Cell-splitting grid: a self-creating and self-organizing neural network

doi:10.1016/j.neucom.2003.09.012

Neurocomputing

Volume 57, March 2004, Pages 373-387

https://doi.org/10.1016/j.neucom.2003.09.012 Get rights and content

Abstract

A new model of self-creating and self-organizing neural network, cell-splitting grid (CSG), is presented. In this proposed CSG algorithm, the neurons and their connections are created and organized on a 2-D plane according to the input data distribution. Compared with self-organizing map (SOM) and its other improved algorithms, the CSG algorithm has outperformed SOM and other SOM-related algorithms in vector quantization while maintaining relatively good topology preservation. This paper shows that CSG is a promising and an effective method especially for non-uniformly distributed data.

Introduction

Self-organizing map (SOM), proposed by Kohonen [9], has been widely used in many areas such as pattern recognition, biological modeling, data compression, signal processing, and data mining [10]. It is an unsupervised and non-parametric neural network approach. The success of the SOM algorithm lies in its simplicity that makes it easy to understand, simulate and be used in many applications. The fundamental idea of SOM is based on a biological mechanism. It is a heuristic approach and has not been derived from strict mathematics.

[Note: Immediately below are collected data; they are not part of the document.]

//! Fully-typed option values.

use camino::Utf8PathBuf;
use serde::Serialize;

use crate::options::{PatternSet, ScalarMapping};

/// Typed value for a single option, produced by validation or default
/// derivation.
///
/// Serialises transparently as the inner value, so a map of option name to
/// `OptionValue` has the same JSON shape the snapshot deserialises from.
#[derive(Clone, Debug, Eq, PartialEq, Serialize)]
#[serde(untagged)]
#[non_exhaustive]
pub enum OptionValue {
    /// Boolean toggle value.
    Bool(bool),
    /// Free-form text or an enumeration token.
    Text(String),
    /// Ordered list of strings.
    TextList(Vec<String>),
    /// Parsed custom scalar mappings.
    Scalars(Vec<ScalarMapping>),
    /// Validated pattern sources.
    Patterns(PatternSet),
    /// Opaque path value.
    Path(Utf8PathBuf),
    /// Ordered list of opaque paths.
    Paths(Vec<Utf8PathBuf>),
}

impl OptionValue {
    /// Text value holding `token`.
    #[must_use]
    pub fn token(token: &str) -> Self {
        Self::Text(token.to_owned())
    }

    /// The boolean payload, when this value is a boolean.
    #[must_use]
    pub const fn as_bool(&self) -> Option<bool> {
        match self {
            Self::Bool(flag) => Some(*flag),
            _ => None,
        }
    }

    /// The text payload, when this value is text or a token.
    #[must_use]
    pub fn as_text(&self) -> Option<&str> {
        match self {
            Self::Text(text) => Some(text),
            _ => None,
        }
    }
}

impl From<bool> for OptionValue {
    fn from(flag: bool) -> Self {
        Self::Bool(flag)
    }
}

impl From<&str> for OptionValue {
    fn from(text: &str) -> Self {
        Self::Text(text.to_owned())
    }
}

impl From<String> for OptionValue {
    fn from(text: String) -> Self {
        Self::Text(text)
    }
}

impl From<PatternSet> for OptionValue {
    fn from(patterns: PatternSet) -> Self {
        Self::Patterns(patterns)
    }
}

impl From<Utf8PathBuf> for OptionValue {
    fn from(path: Utf8PathBuf) -> Self {
        Self::Path(path)
    }
}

The basic SOM consists of a set of neurons usually arranged in a 2-D structure such that there are neighborhood relations among the neurons. After the completion of training, each neuron is attached to a reference vector of the same dimension as the input space. By assigning each input vector to the neuron with the nearest reference vector, SOM is able to divide the input space into regions with common nearest reference vectors. This process can be considered as performing vector quantization (VQ) [7]. Also, because of the neighborhood relation contributed by the inter-connections among neurons, SOM exhibits another important property of topology preservation. In other words, if the reference vectors are near from each other in the input space, the corresponding neurons will also be close in the output space, and vice versa.

The main drawback of SOM is that one must pre-define the map structure and the map size before the commencement of the training process. SOM seems to be inherently limited by the fixed network. Usually, we must adopt trial tests to select a more appropriate network structure and size [15]. Another problem is that the neurons in SOM are uniformly distributed in the output space, which does not well reflect the neurons in the input space. The essential factor of eliciting these drawbacks is that we pre-define the data structure, which instead should be determined by the data themselves. Several improved SOM and related algorithms [1], [3], [5], [6], [16] have been proposed in recent years to overcome the above shortcomings. The neural networks in these algorithms dynamically increase their networks to suitable sizes, but these algorithms either are not easy to visualize high-dimensional input data on a 2-D plane [5], [6], [16], or have equal distances among the neighboring neurons on the output map [1], [3].

In this paper, we present a new self-creating and self-organizing neural network model called cell-splitting grid algorithm (CSG), which resembles the cell-splitting mechanism in biological perspective. Using the proposed CSG algorithm, it is able to overcome the discussed shortcomings of SOM and its other improved algorithms [1], [3], [5], [6], [16]. The proposed CSG algorithm exhibits improved performance especially for non-uniformly distributed input data that are experienced in most in real world applications. The proposed network enables a 2-D representation on the output map confined in a square region and the neurons are distributed on the 2-D map according to the density distribution of the input data. The neurons representing the dense region of the input data are densely distributed on the 2-D map, whereas those lying in the sparse region of the input data are located on the sparse region of the 2-D output space. As a result, the non-uniform distribution of neurons on the output map is able to not only preserve the data distribution in the input space, but also deliver a better performance of vector quantization than those delivered by the SOM and other SOM-related algorithms.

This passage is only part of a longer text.